Et que dire du ressenti de la société, de ses critiques, de ses déceptions et attentes souvent excessives… Un code de déontologie, fixé par des pairs, pensé dans une optique de clarification des situations les plus couramment rencontrées, pourrait apparaître comme une protection offerte à l’enseignant dans un monde sans cesse marqué du sceau de l’incertitude mais aussi, à l’extérieur, comme une identité forte de la profession. Mieux que n’importe quel article de loi, il rendrait compte de l’extrême difficulté, mais aussi essentialité de ce métier trop souvent décrié et permettrait parfois de séparer l’enseignant indigne de sa fonction de celui qui cherche à mieux exécuter une mission dont aucune société moderne ne peut se passer : faire entrer dans le monde celles et ceux qui le transformeront et l’amélioreront.

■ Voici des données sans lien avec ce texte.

//! Caller identity forwarded by the upstream token service

use axum::{async_trait, extract::FromRequestParts, http::request::Parts};
use uuid::Uuid;

use crate::domain::aggregates::Order;
use crate::error::ApiError;

pub const USER_ID_HEADER: &str = "x-user-id";
pub const ROLE_HEADER: &str = "x-user-role";

#[derive(Clone, Copy, Debug, PartialEq, Eq)]
pub enum Role { Customer, Admin }

#[derive(Clone, Copy, Debug, PartialEq, Eq)]
pub struct Caller { pub user_id: Uuid, pub role: Role }

impl Caller {
    pub fn is_admin(&self) -> bool { self.role == Role::Admin }
    pub fn can_read(&self, order: &Order) -> bool { self.is_admin() || order.user_id == self.user_id }
}

#[async_trait]
impl<S: Send + Sync> FromRequestParts<S> for Caller {
    type Rejection = ApiError;

    async fn from_request_parts(parts: &mut Parts, _state: &S) -> Result<Self, Self::Rejection> {
        let user_id = header(parts, USER_ID_HEADER).and_then(|v| Uuid::parse_str(v).ok()).ok_or(ApiError::Unauthorized)?;
        let role = match header(parts, ROLE_HEADER) {
            Some(r) if r.eq_ignore_ascii_case("admin") => Role::Admin,
            _ => Role::Customer,
        };
        Ok(Caller { user_id, role })
    }
}

fn header<'a>(parts: &'a Parts, name: &str) -> Option<&'a str> {
    parts.headers.get(name).and_then(|v| v.to_str().ok()).map(str::trim)
}

/// A caller holding the admin role
#[derive(Clone, Copy, Debug)]
pub struct Admin(pub Caller);

#[async_trait]
impl<S: Send + Sync> FromRequestParts<S> for Admin {
    type Rejection = ApiError;

    async fn from_request_parts(parts: &mut Parts, state: &S) -> Result<Self, Self::Rejection> {
        let caller = Caller::from_request_parts(parts, state).await?;
        if !caller.is_admin() { return Err(ApiError::Forbidden); }
        Ok(Admin(caller))
    }
}
//! Service configuration from the environment

use std::env;
use std::time::Duration;
use thiserror::Error;

use crate::engine::EngineSettings;

#[derive(Error, Debug, PartialEq, Eq)]
pub enum ConfigError {
    #[error("missing environment variable {0}")]
    Missing(&'static str),
    #[error("invalid value for {name}: {value:?}")]
    Invalid { name: &'static str, value: String },
}

#[derive(Debug, Clone)]
pub struct AppConfig {
    pub database_url: String,
    pub port: u16,
    pub db_max_connections: u32,
    pub nats_url: Option<String>,
    pub request_timeout: Duration,
    pub max_lines_per_order: usize,
}

impl AppConfig {
    pub fn from_env() -> Result<Self, ConfigError> {
        dotenvy::dotenv().ok();
        Self::from_lookup(|name| env::var(name).ok())
    }

    /// Builds the config from any variable source
    pub fn from_lookup(lookup: impl Fn(&str) -> Option<String>) -> Result<Self, ConfigError> {
        let or_default = |name: &str, default: &str| lookup(name).unwrap_or_else(|| default.to_string());
        fn num<T: std::str::FromStr>(name: &'static str, value: String) -> Result<T, ConfigError> {
            value.trim().parse().map_err(|_| ConfigError::Invalid { name, value })
        }

        let database_url = lookup("DATABASE_URL").filter(|v| !v.is_empty()).ok_or(ConfigError::Missing("DATABASE_URL"))?;
        let port = num("PORT", or_default("PORT", "8083"))?;
        let db_max_connections: u32 = num("DB_MAX_CONNECTIONS", or_default("DB_MAX_CONNECTIONS", "10"))?;
        let timeout_ms: u64 = num("REQUEST_TIMEOUT_MS", or_default("REQUEST_TIMEOUT_MS", "10000"))?;
        let max_lines_per_order: usize = num("MAX_LINES_PER_ORDER", or_default("MAX_LINES_PER_ORDER", "1000"))?;
        if db_max_connections == 0 { return Err(ConfigError::Invalid { name: "DB_MAX_CONNECTIONS", value: "0".into() }); }
        if timeout_ms == 0 { return Err(ConfigError::Invalid { name: "REQUEST_TIMEOUT_MS", value: "0".into() }); }
        if max_lines_per_order == 0 { return Err(ConfigError::Invalid { name: "MAX_LINES_PER_ORDER", value: "0".into() }); }

        Ok(Self {
            database_url,
            port,
            db_max_connections,
            nats_url: lookup("NATS_URL").filter(|v| !v.is_empty()),
            request_timeout: Duration::from_millis(timeout_ms),
            max_lines_per_order,
        })
    }

    pub fn engine_settings(&self) -> EngineSettings {
        EngineSettings { request_timeout: self.request_timeout, max_lines_per_order: self.max_lines_per_order }
    }
}
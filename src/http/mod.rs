//! HTTP surface over the order engine

pub mod auth;
pub mod dto;
mod handlers;

use axum::{routing::{get, put}, Router};
use std::sync::Arc;
use tower_http::{cors::CorsLayer, trace::TraceLayer};

use crate::engine::OrderEngine;

#[derive(Clone)]
pub struct AppState { pub engine: Arc<OrderEngine> }

impl AppState {
    pub fn new(engine: OrderEngine) -> Self { Self { engine: Arc::new(engine) } }
}

pub fn router(state: AppState) -> Router {
    Router::new()
        .route("/health", get(handlers::health))
        .route("/api/v1/orders", get(handlers::list_orders).post(handlers::create_order))
        .route("/api/v1/orders/:id", get(handlers::get_order))
        .route("/api/v1/admin/orders/:id/status", put(handlers::update_status))
        .route("/api/v1/admin/orders/:id/cancel", put(handlers::cancel_order))
        .layer(TraceLayer::new_for_http())
        .layer(CorsLayer::permissive())
        .with_state(state)
}
//! Order status machine
//!
//! ```text
//! pending    -> confirmed   reserve stock
//! pending    -> cancelled
//! confirmed  -> shipped
//! confirmed  -> cancelled   release stock
//! shipped    -> delivered
//! ```
//!
//! Every other pair, including re-requesting the current status, is forbidden.

use crate::domain::aggregates::OrderStatus;

/// Decision for a (current, requested) status pair
#[derive(Clone, Copy, Debug, PartialEq, Eq)]
pub enum Transition {
    /// Allowed; decrement stock for every line
    Reserve,
    /// Allowed; give the reserved stock back
    Release,
    /// Allowed; no inventory effect
    Neutral,
    Forbidden,
}

impl Transition {
    pub fn is_allowed(&self) -> bool { !matches!(self, Self::Forbidden) }
}

pub fn classify(current: OrderStatus, requested: OrderStatus) -> Transition {
    use OrderStatus::*;
    match (current, requested) {
        (Pending, Confirmed) => Transition::Reserve,
        (Pending, Cancelled) => Transition::Neutral,
        (Confirmed, Shipped) => Transition::Neutral,
        (Confirmed, Cancelled) => Transition::Release,
        (Shipped, Delivered) => Transition::Neutral,
        _ => Transition::Forbidden,
    }
}

pub fn is_terminal(status: OrderStatus) -> bool {
    matches!(status, OrderStatus::Delivered | OrderStatus::Cancelled)
}

/// Cancellation is only admissible before shipping
pub fn is_cancellable(status: OrderStatus) -> bool {
    classify(status, OrderStatus::Cancelled).is_allowed()
}

#[cfg(test)]
mod tests {
    use super::*;
    use OrderStatus::*;

    #[test]
    fn test_allowed_edges_are_exactly_five() {
        let mut allowed = vec![];
        for from in OrderStatus::ALL {
            for to in OrderStatus::ALL {
                if classify(from, to).is_allowed() { allowed.push((from, to)); }
            }
        }
        assert_eq!(allowed, vec![(Pending, Confirmed), (Pending, Cancelled), (Confirmed, Shipped), (Confirmed, Cancelled), (Shipped, Delivered)]);
    }

    #[test]
    fn test_effects() {
        assert_eq!(classify(Pending, Confirmed), Transition::Reserve);
        assert_eq!(classify(Confirmed, Cancelled), Transition::Release);
        assert_eq!(classify(Pending, Cancelled), Transition::Neutral);
        assert_eq!(classify(Shipped, Delivered), Transition::Neutral);
    }

    #[test]
    fn test_same_status_is_forbidden() {
        for st in OrderStatus::ALL { assert_eq!(classify(st, st), Transition::Forbidden); }
    }

    #[test]
    fn test_terminal_states_have_no_exits() {
        for st in OrderStatus::ALL.into_iter().filter(|s| is_terminal(*s)) {
            assert!(OrderStatus::ALL.iter().all(|to| classify(st, *to) == Transition::Forbidden));
        }
        assert!(is_terminal(Delivered) && is_terminal(Cancelled));
        assert!(!is_terminal(Pending) && !is_terminal(Confirmed) && !is_terminal(Shipped));
    }

    #[test]
    fn test_cancellable() {
        assert!(is_cancellable(Pending) && is_cancellable(Confirmed));
        assert!(!is_cancellable(Shipped) && !is_cancellable(Delivered) && !is_cancellable(Cancelled));
    }
}
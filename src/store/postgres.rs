//! Postgres implementation of the order ports

use async_trait::async_trait;
use chrono::{DateTime, Utc};
use sqlx::{postgres::PgPool, FromRow, Postgres, QueryBuilder, Transaction};
use uuid::Uuid;

use crate::domain::aggregates::{CartLine, CartOwner, CartSummary, DeliveryOption, Order, OrderItem, OrderWithItems, ProductSnapshot, ShippingSnapshot, StatusChange, StockDecrement};
use crate::domain::value_objects::{Money, Quantity};
use crate::error::{OrderError, Result};
use crate::ports::{CartService, Catalog, DeliveryDirectory, OrderFilter, OrderStore, Page, StoreTx};

const ORDER_COLUMNS: &str = "o.id, o.user_id, o.user_full_name, o.status, o.total_amount_minor, o.payment_method, \
    o.shipping_province, o.shipping_city, o.shipping_phone1, o.shipping_phone2, o.notes, o.delivery_service_id, \
    o.created_at, o.updated_at, o.completed_at, o.cancelled_at";

const ITEM_COLUMNS: &str = "id, order_id, product_id, product_name, price_minor, quantity, subtotal_minor";

/// Active discount, if any, joined onto `products p`
const DISCOUNT_JOIN: &str = "LEFT JOIN LATERAL (\
    SELECT pd.percent FROM product_discounts pd \
    WHERE pd.product_id = p.id AND pd.is_active AND pd.starts_at <= NOW() AND NOW() < pd.ends_at \
    ORDER BY pd.percent DESC LIMIT 1) d ON TRUE";

const FINAL_PRICE: &str = "(p.price_minor - p.price_minor * COALESCE(d.percent, 0) / 100)::BIGINT";

fn money(value: i64, column: &str) -> Result<Money> {
    Money::from_minor(value).map_err(|e| OrderError::Infrastructure(format!("{column}: {e}")))
}

fn quantity(value: i32, column: &str) -> Result<Quantity> {
    Quantity::new(value).ok_or_else(|| OrderError::Infrastructure(format!("{column}: stored quantity {value} is below 1")))
}

#[derive(Debug, FromRow)]
struct OrderRow {
    id: Uuid,
    user_id: Uuid,
    user_full_name: String,
    status: String,
    total_amount_minor: i64,
    payment_method: String,
    shipping_province: String,
    shipping_city: String,
    shipping_phone1: String,
    shipping_phone2: Option<String>,
    notes: Option<String>,
    delivery_service_id: Uuid,
    created_at: DateTime<Utc>,
    updated_at: DateTime<Utc>,
    completed_at: Option<DateTime<Utc>>,
    cancelled_at: Option<DateTime<Utc>>,
}

impl TryFrom<OrderRow> for Order {
    type Error = OrderError;
    fn try_from(r: OrderRow) -> Result<Self> {
        Ok(Order {
            id: r.id,
            user_id: r.user_id,
            user_full_name: r.user_full_name,
            status: r.status.parse()?,
            total_amount_minor: money(r.total_amount_minor, "orders.total_amount_minor")?,
            payment_method: r.payment_method,
            shipping: ShippingSnapshot { province: r.shipping_province, city: r.shipping_city, phone1: r.shipping_phone1, phone2: r.shipping_phone2 },
            notes: r.notes,
            delivery_service_id: r.delivery_service_id,
            created_at: r.created_at,
            updated_at: r.updated_at,
            completed_at: r.completed_at,
            cancelled_at: r.cancelled_at,
        })
    }
}

#[derive(Debug, FromRow)]
struct OrderItemRow { id: Uuid, order_id: Uuid, product_id: Uuid, product_name: String, price_minor: i64, quantity: i32, subtotal_minor: i64 }

impl TryFrom<OrderItemRow> for OrderItem {
    type Error = OrderError;
    fn try_from(r: OrderItemRow) -> Result<Self> {
        Ok(OrderItem {
            id: r.id, order_id: r.order_id, product_id: r.product_id, product_name: r.product_name,
            price_minor: money(r.price_minor, "order_items.price_minor")?,
            quantity: quantity(r.quantity, "order_items.quantity")?,
            subtotal_minor: money(r.subtotal_minor, "order_items.subtotal_minor")?,
        })
    }
}

/// One row of the header LEFT JOIN items read
#[derive(Debug, FromRow)]
struct OrderJoinRow {
    #[sqlx(flatten)]
    order: OrderRow,
    item_id: Option<Uuid>,
    item_product_id: Option<Uuid>,
    item_product_name: Option<String>,
    item_price_minor: Option<i64>,
    item_quantity: Option<i32>,
    item_subtotal_minor: Option<i64>,
}

impl OrderJoinRow {
    fn item(&self) -> Result<Option<OrderItem>> {
        match (self.item_id, self.item_product_id, &self.item_product_name, self.item_price_minor, self.item_quantity, self.item_subtotal_minor) {
            (Some(id), Some(product_id), Some(name), Some(price), Some(qty), Some(subtotal)) => Ok(Some(OrderItem {
                id, order_id: self.order.id, product_id, product_name: name.clone(),
                price_minor: money(price, "order_items.price_minor")?,
                quantity: quantity(qty, "order_items.quantity")?,
                subtotal_minor: money(subtotal, "order_items.subtotal_minor")?,
            })),
            (None, ..) => Ok(None),
            _ => Err(OrderError::Infrastructure(format!("incomplete item row for order {}", self.order.id))),
        }
    }
}

#[derive(Debug, FromRow)]
struct CartLineRow { product_id: Uuid, product_name: String, final_price_minor: i64, quantity: i32 }

#[derive(Debug, FromRow)]
struct ProductRow { id: Uuid, name: String, price_minor: i64, final_price_minor: i64, stock_quantity: i32, active: bool }

#[derive(Debug, FromRow)]
struct DeliveryRow { id: Uuid, base_cost_minor: i64, is_active: bool }

fn push_filters(qb: &mut QueryBuilder<'_, Postgres>, filter: &OrderFilter) {
    qb.push(" WHERE TRUE");
    if let Some(user_id) = filter.user_id { qb.push(" AND o.user_id = ").push_bind(user_id); }
    if let Some(status) = filter.status { qb.push(" AND o.status = ").push_bind(status.as_str()); }
}

fn owner_keys(owner: &CartOwner) -> (Option<Uuid>, Option<String>) {
    match owner {
        CartOwner::User(id) => (Some(*id), None),
        CartOwner::Session(s) => (None, Some(s.clone())),
    }
}

#[derive(Clone)]
pub struct PgStore { pool: PgPool }

impl PgStore {
    pub fn new(pool: PgPool) -> Self { Self { pool } }
}

#[async_trait]
impl OrderStore for PgStore {
    async fn begin(&self) -> Result<Box<dyn StoreTx>> {
        Ok(Box::new(PgStoreTx { tx: self.pool.begin().await? }))
    }

    async fn find_order(&self, order_id: Uuid) -> Result<Option<Order>> {
        let sql = format!("SELECT {ORDER_COLUMNS} FROM orders o WHERE o.id = $1");
        sqlx::query_as::<_, OrderRow>(&sql).bind(order_id).fetch_optional(&self.pool).await?
            .map(Order::try_from).transpose()
    }

    async fn find_order_with_items(&self, order_id: Uuid) -> Result<Option<OrderWithItems>> {
        let sql = format!(
            "SELECT {ORDER_COLUMNS}, i.id AS item_id, i.product_id AS item_product_id, i.product_name AS item_product_name, \
             i.price_minor AS item_price_minor, i.quantity AS item_quantity, i.subtotal_minor AS item_subtotal_minor \
             FROM orders o LEFT JOIN order_items i ON i.order_id = o.id WHERE o.id = $1 ORDER BY i.id"
        );
        let rows = sqlx::query_as::<_, OrderJoinRow>(&sql).bind(order_id).fetch_all(&self.pool).await?;
        let items = rows.iter().filter_map(|r| r.item().transpose()).collect::<Result<Vec<_>>>()?;
        match rows.into_iter().next() {
            Some(first) => Ok(Some(OrderWithItems { order: Order::try_from(first.order)?, items })),
            None => Ok(None),
        }
    }

    async fn list_orders(&self, filter: &OrderFilter) -> Result<Page<Order>> {
        let mut count = QueryBuilder::<Postgres>::new("SELECT COUNT(*) FROM orders o");
        push_filters(&mut count, filter);
        let (total,): (i64,) = count.build_query_as().fetch_one(&self.pool).await?;

        let mut qb = QueryBuilder::<Postgres>::new(format!("SELECT {ORDER_COLUMNS} FROM orders o"));
        push_filters(&mut qb, filter);
        qb.push(" ORDER BY o.created_at DESC, o.id DESC LIMIT ").push_bind(i64::from(filter.limit))
            .push(" OFFSET ").push_bind(filter.offset() as i64);
        let rows: Vec<OrderRow> = qb.build_query_as().fetch_all(&self.pool).await?;
        let data = rows.into_iter().map(Order::try_from).collect::<Result<Vec<_>>>()?;
        Ok(Page { data, total, page: filter.page, limit: filter.limit })
    }
}

/// Wraps a sqlx transaction; sqlx rolls it back on drop
pub struct PgStoreTx { tx: Transaction<'static, Postgres> }

impl PgStoreTx {
    /// New stock, or `None` when the row is missing or holds less than `amount`
    async fn conditional_decrement(&mut self, product_id: Uuid, amount: i32) -> Result<Option<i32>> {
        let updated: Option<(i32,)> = sqlx::query_as(
            "UPDATE products SET stock_quantity = stock_quantity - $2, updated_at = NOW() \
             WHERE id = $1 AND stock_quantity >= $2 RETURNING stock_quantity",
        )
        .bind(product_id).bind(amount)
        .fetch_optional(&mut *self.tx).await?;
        Ok(updated.map(|(s,)| s))
    }
}

#[async_trait]
impl StoreTx for PgStoreTx {
    async fn insert_order(&mut self, o: &Order) -> Result<()> {
        sqlx::query(
            "INSERT INTO orders (id, user_id, user_full_name, status, total_amount_minor, payment_method, shipping_province, \
             shipping_city, shipping_phone1, shipping_phone2, notes, delivery_service_id, created_at, updated_at, completed_at, cancelled_at) \
             VALUES ($1, $2, $3, $4, $5, $6, $7, $8, $9, $10, $11, $12, $13, $14, $15, $16)",
        )
        .bind(o.id).bind(o.user_id).bind(&o.user_full_name).bind(o.status.as_str()).bind(o.total_amount_minor.minor())
        .bind(&o.payment_method).bind(&o.shipping.province).bind(&o.shipping.city).bind(&o.shipping.phone1)
        .bind(&o.shipping.phone2).bind(&o.notes).bind(o.delivery_service_id).bind(o.created_at).bind(o.updated_at)
        .bind(o.completed_at).bind(o.cancelled_at)
        .execute(&mut *self.tx).await?;
        Ok(())
    }

    async fn insert_items(&mut self, items: &[OrderItem]) -> Result<()> {
        if items.is_empty() { return Ok(()); }
        let mut qb = QueryBuilder::<Postgres>::new(format!("INSERT INTO order_items ({ITEM_COLUMNS}) "));
        qb.push_values(items, |mut b, i| {
            b.push_bind(i.id).push_bind(i.order_id).push_bind(i.product_id).push_bind(i.product_name.clone())
                .push_bind(i.price_minor.minor()).push_bind(i.quantity.value()).push_bind(i.subtotal_minor.minor());
        });
        qb.build().execute(&mut *self.tx).await?;
        Ok(())
    }

    async fn lock_order(&mut self, order_id: Uuid) -> Result<Option<Order>> {
        let sql = format!("SELECT {ORDER_COLUMNS} FROM orders o WHERE o.id = $1 FOR UPDATE");
        sqlx::query_as::<_, OrderRow>(&sql).bind(order_id).fetch_optional(&mut *self.tx).await?
            .map(Order::try_from).transpose()
    }

    async fn order_items(&mut self, order_id: Uuid) -> Result<Vec<OrderItem>> {
        let sql = format!("SELECT {ITEM_COLUMNS} FROM order_items WHERE order_id = $1 ORDER BY product_id");
        sqlx::query_as::<_, OrderItemRow>(&sql).bind(order_id).fetch_all(&mut *self.tx).await?
            .into_iter().map(OrderItem::try_from).collect()
    }

    async fn update_status(&mut self, change: &StatusChange) -> Result<Order> {
        let sql = format!(
            "UPDATE orders o SET status = $2, updated_at = $3, completed_at = $4, cancelled_at = $5 WHERE o.id = $1 RETURNING {ORDER_COLUMNS}"
        );
        sqlx::query_as::<_, OrderRow>(&sql)
            .bind(change.order_id).bind(change.status.as_str()).bind(change.updated_at).bind(change.completed_at).bind(change.cancelled_at)
            .fetch_optional(&mut *self.tx).await?
            .ok_or(OrderError::OrderNotFound(change.order_id))
            .and_then(Order::try_from)
    }

    async fn decrement_if_sufficient(&mut self, product_id: Uuid, amount: i32) -> Result<StockDecrement> {
        if let Some(new_stock) = self.conditional_decrement(product_id, amount).await? {
            return Ok(StockDecrement::Applied { new_stock });
        }
        // Row lock: the quantity read here cannot change before the transaction ends
        let current: Option<(i32,)> = sqlx::query_as("SELECT stock_quantity FROM products WHERE id = $1 FOR UPDATE")
            .bind(product_id).fetch_optional(&mut *self.tx).await?;
        match current {
            None => Err(OrderError::ProductNotFound(product_id)),
            Some((available,)) if available < amount => Ok(StockDecrement::Insufficient { available }),
            // Restocked between the two statements
            Some((available,)) => match self.conditional_decrement(product_id, amount).await? {
                Some(new_stock) => Ok(StockDecrement::Applied { new_stock }),
                None => Ok(StockDecrement::Insufficient { available }),
            },
        }
    }

    async fn increment(&mut self, product_id: Uuid, amount: i32) -> Result<i32> {
        let updated: Option<(i32,)> = sqlx::query_as(
            "UPDATE products SET stock_quantity = stock_quantity + $2, updated_at = NOW() WHERE id = $1 RETURNING stock_quantity",
        )
        .bind(product_id).bind(amount)
        .fetch_optional(&mut *self.tx).await?;
        updated.map(|(s,)| s).ok_or(OrderError::ProductNotFound(product_id))
    }

    async fn commit(self: Box<Self>) -> Result<()> { Ok(self.tx.commit().await?) }

    async fn rollback(self: Box<Self>) -> Result<()> { Ok(self.tx.rollback().await?) }
}

#[async_trait]
impl CartService for PgStore {
    async fn summarize(&self, owner: &CartOwner) -> Result<CartSummary> {
        let (user_id, session_id) = owner_keys(owner);
        let sql = format!(
            "SELECT c.product_id, p.name AS product_name, {FINAL_PRICE} AS final_price_minor, c.quantity \
             FROM cart_items c JOIN products p ON p.id = c.product_id {DISCOUNT_JOIN} \
             WHERE c.user_id = $1 OR c.session_id = $2 ORDER BY c.created_at, c.product_id"
        );
        let rows = sqlx::query_as::<_, CartLineRow>(&sql).bind(user_id).bind(session_id).fetch_all(&self.pool).await?;
        let lines = rows.into_iter().map(|r| Ok(CartLine {
            product_id: r.product_id, product_name: r.product_name,
            final_price_minor: money(r.final_price_minor, "final_price_minor")?,
            quantity: quantity(r.quantity, "cart_items.quantity")?,
        })).collect::<Result<Vec<_>>>()?;
        Ok(CartSummary::from_lines(lines)?)
    }

    async fn clear(&self, owner: &CartOwner) -> Result<()> {
        let (user_id, session_id) = owner_keys(owner);
        sqlx::query("DELETE FROM cart_items WHERE user_id = $1 OR session_id = $2")
            .bind(user_id).bind(session_id).execute(&self.pool).await?;
        Ok(())
    }
}

#[async_trait]
impl Catalog for PgStore {
    async fn product_snapshot(&self, product_id: Uuid) -> Result<Option<ProductSnapshot>> {
        let sql = format!(
            "SELECT p.id, p.name, p.price_minor, {FINAL_PRICE} AS final_price_minor, p.stock_quantity, p.status = 'active' AS active \
             FROM products p {DISCOUNT_JOIN} WHERE p.id = $1"
        );
        let row = sqlx::query_as::<_, ProductRow>(&sql).bind(product_id).fetch_optional(&self.pool).await?;
        row.map(|r| Ok(ProductSnapshot {
            id: r.id, name: r.name,
            price_minor: money(r.price_minor, "products.price_minor")?,
            final_price_minor: money(r.final_price_minor, "final_price_minor")?,
            stock_quantity: r.stock_quantity, active: r.active,
        })).transpose()
    }
}

#[async_trait]
impl DeliveryDirectory for PgStore {
    async fn lookup(&self, delivery_service_id: Uuid) -> Result<Option<DeliveryOption>> {
        let row = sqlx::query_as::<_, DeliveryRow>("SELECT id, base_cost_minor, is_active FROM delivery_services WHERE id = $1")
            .bind(delivery_service_id).fetch_optional(&self.pool).await?;
        row.map(|r| Ok(DeliveryOption { id: r.id, base_cost_minor: money(r.base_cost_minor, "delivery_services.base_cost_minor")?, is_active: r.is_active }))
            .transpose()
    }
}
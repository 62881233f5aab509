//! OpenSASE Orders - checkout and order lifecycle service

use anyhow::Result;
use sqlx::postgres::PgPoolOptions;
use std::sync::Arc;
use tracing_subscriber::{layer::SubscriberExt, util::SubscriberInitExt};

use opensase_orders::http::{router, AppState};
use opensase_orders::publisher::NatsEventPublisher;
use opensase_orders::store::PgStore;
use opensase_orders::{AppConfig, OrderEngine};

#[tokio::main]
async fn main() -> Result<()> {
    dotenvy::dotenv().ok();
    tracing_subscriber::registry().with(tracing_subscriber::EnvFilter::try_from_default_env().unwrap_or_else(|_| "info".into())).with(tracing_subscriber::fmt::layer()).init();

    let config = AppConfig::from_env()?;
    let db = PgPoolOptions::new().max_connections(config.db_max_connections).connect(&config.database_url).await?;
    sqlx::migrate!("./migrations").run(&db).await?;

    let store = Arc::new(PgStore::new(db));
    let mut engine = OrderEngine::new(store.clone(), store.clone(), store.clone(), store).with_settings(config.engine_settings());
    if let Some(url) = &config.nats_url {
        match async_nats::connect(url.as_str()).await {
            Ok(client) => engine = engine.with_events(Arc::new(NatsEventPublisher::new(client))),
            Err(e) => tracing::warn!(error = %e, "NATS unavailable, order events disabled"),
        }
    }

    let app = router(AppState::new(engine));
    tracing::info!("🚀 OpenSASE Orders listening on 0.0.0.0:{}", config.port);
    axum::serve(tokio::net::TcpListener::bind(("0.0.0.0", config.port)).await?, app).await?;
    Ok(())
}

Dans cette conception, ce code nous protégera tant d’une dérive techniciste que du contrôle qui laisserait à penser qu’il suffise de maîtriser quelques recettes toutes faites pour s’assurer de la légitimité de ses actes. Il est évident que l’on ne pourra jamais évacuer la part de la qualité de la relation dans l’acte pédagogique, une qualité qui tient justement à l’implication de l’enseignant dans ses actes professionnels, son droit à une certaine authenticité. Je cite : « Être sincère envers moi-même signifie être fidèle à ma propre originalité, et c’est ce que je suis seul à pouvoir dire et découvrir. En le faisant, je me définis du même coup. Je réalise une potentialité qui est proprement mienne. Tel est le fondement de l’idéal d’authenticité. »1. Il restera toujours à l’enseignant l’obligation d’exercer cette capacité la plus élevée, donnée à tout être humain, de « juger » et d’adapter son comportement. Cette « liberté » que l’on peut associer à de l’autonomie n’est aucunement un obstacle à la rédaction d’un code. J’ose dès lors croire qu’un code serait plutôt un cadre posé ouvrant à une autonomie responsable de l’enseignant, un véritable travail du sens ultime de sa fonction, sa tâche, sa mission, bref, de sa raison d’être… Un code qui l’aiderait à trouver en lui-même une réponse reconnue par la collectivité, un enseignant restant par là authentique.
Philippe ANSELIN
Directeur de l’Institut saint-Joseph de Charleroi
1. Taylor, C., Le malaise de la modernité, Paris, Le Cerf, Coll. « Humanités », 1994, p.37.